DIRECTIONS: Your response should be every line from the entries that includes the string "GbkvizError".

GIVEN RECORDS:
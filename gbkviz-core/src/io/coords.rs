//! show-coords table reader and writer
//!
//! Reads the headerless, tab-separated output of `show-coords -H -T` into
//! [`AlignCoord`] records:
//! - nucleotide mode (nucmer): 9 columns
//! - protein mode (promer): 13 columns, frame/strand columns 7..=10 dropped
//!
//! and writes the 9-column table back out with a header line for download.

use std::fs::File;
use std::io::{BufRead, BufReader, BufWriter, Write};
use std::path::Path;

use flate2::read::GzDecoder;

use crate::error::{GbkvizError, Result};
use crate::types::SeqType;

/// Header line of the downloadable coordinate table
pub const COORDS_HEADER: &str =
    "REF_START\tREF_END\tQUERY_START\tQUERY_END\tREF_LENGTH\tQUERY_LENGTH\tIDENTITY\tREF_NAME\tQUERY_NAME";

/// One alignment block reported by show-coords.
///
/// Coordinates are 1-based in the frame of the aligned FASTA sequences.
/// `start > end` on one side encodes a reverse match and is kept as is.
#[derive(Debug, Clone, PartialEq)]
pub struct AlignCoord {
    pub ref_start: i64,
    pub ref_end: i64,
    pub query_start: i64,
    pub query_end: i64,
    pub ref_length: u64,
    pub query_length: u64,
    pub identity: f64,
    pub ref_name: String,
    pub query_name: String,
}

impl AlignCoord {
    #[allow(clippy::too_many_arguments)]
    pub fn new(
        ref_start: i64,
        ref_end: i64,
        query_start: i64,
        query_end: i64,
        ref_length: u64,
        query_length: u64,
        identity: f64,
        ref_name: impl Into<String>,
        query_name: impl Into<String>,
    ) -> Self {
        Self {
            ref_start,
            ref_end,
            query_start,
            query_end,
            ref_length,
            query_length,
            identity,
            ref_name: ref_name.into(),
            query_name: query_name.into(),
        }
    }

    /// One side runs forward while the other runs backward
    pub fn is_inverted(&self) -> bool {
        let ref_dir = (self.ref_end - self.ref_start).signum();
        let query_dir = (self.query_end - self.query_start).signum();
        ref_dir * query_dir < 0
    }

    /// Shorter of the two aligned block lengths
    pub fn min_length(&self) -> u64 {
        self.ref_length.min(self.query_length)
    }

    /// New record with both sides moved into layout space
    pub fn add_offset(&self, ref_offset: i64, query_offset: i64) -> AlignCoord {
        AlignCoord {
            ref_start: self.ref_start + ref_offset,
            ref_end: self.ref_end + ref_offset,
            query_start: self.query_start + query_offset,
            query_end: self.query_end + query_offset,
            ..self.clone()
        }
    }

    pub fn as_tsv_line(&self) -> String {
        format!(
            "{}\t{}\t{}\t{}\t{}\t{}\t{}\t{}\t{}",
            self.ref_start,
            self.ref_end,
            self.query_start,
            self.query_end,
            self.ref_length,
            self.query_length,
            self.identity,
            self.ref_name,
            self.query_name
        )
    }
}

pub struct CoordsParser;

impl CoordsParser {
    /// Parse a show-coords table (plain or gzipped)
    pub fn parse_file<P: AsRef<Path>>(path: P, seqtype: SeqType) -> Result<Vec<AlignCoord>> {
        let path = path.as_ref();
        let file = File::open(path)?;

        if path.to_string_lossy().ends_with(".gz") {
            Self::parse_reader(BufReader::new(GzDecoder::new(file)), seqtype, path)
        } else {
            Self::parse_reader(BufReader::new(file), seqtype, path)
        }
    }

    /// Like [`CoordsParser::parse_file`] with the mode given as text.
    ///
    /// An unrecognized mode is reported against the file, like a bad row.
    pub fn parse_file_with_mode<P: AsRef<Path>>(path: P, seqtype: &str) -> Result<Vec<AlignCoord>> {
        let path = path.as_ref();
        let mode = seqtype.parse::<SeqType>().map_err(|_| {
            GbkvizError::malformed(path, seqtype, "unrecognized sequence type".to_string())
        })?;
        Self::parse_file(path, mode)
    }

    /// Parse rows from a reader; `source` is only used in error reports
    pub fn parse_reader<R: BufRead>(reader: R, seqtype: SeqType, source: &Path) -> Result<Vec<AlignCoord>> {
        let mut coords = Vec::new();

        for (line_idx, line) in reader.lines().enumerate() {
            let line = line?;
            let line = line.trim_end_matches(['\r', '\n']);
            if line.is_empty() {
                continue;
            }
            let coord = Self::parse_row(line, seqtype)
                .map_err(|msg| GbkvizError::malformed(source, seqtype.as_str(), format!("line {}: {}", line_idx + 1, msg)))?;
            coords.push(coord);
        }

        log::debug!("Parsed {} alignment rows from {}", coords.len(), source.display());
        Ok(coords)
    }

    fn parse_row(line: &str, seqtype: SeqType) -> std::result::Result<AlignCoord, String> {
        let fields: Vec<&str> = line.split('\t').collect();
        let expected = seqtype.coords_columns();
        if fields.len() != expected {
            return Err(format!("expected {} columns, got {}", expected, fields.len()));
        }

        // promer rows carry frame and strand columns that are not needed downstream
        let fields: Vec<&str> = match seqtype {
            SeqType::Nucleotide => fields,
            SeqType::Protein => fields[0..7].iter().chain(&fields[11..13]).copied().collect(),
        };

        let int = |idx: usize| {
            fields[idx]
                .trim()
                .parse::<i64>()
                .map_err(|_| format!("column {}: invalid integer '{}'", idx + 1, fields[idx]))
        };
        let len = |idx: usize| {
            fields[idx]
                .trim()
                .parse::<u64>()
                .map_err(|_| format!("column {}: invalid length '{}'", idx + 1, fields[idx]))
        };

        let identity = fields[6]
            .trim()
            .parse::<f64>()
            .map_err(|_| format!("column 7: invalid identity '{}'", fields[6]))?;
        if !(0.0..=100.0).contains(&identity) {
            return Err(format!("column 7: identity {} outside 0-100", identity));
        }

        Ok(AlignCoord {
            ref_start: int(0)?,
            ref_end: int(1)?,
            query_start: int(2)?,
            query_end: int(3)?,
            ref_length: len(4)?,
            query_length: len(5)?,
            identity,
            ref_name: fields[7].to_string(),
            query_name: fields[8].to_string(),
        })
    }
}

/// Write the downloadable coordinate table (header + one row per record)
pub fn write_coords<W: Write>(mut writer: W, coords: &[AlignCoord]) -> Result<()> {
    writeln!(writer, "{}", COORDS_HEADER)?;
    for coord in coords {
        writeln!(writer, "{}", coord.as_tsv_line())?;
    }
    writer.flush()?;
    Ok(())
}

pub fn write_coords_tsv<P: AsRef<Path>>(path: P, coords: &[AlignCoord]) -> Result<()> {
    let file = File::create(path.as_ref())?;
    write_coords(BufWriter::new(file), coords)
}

RESPONSE:
use crate::error::{GbkvizError, Result};
            GbkvizError::malformed(path, seqtype, "unrecognized sequence type".to_string())
                .map_err(|msg| GbkvizError::malformed(source, seqtype.as_str(), format!("line {}: {}", line_idx + 1, msg)))?;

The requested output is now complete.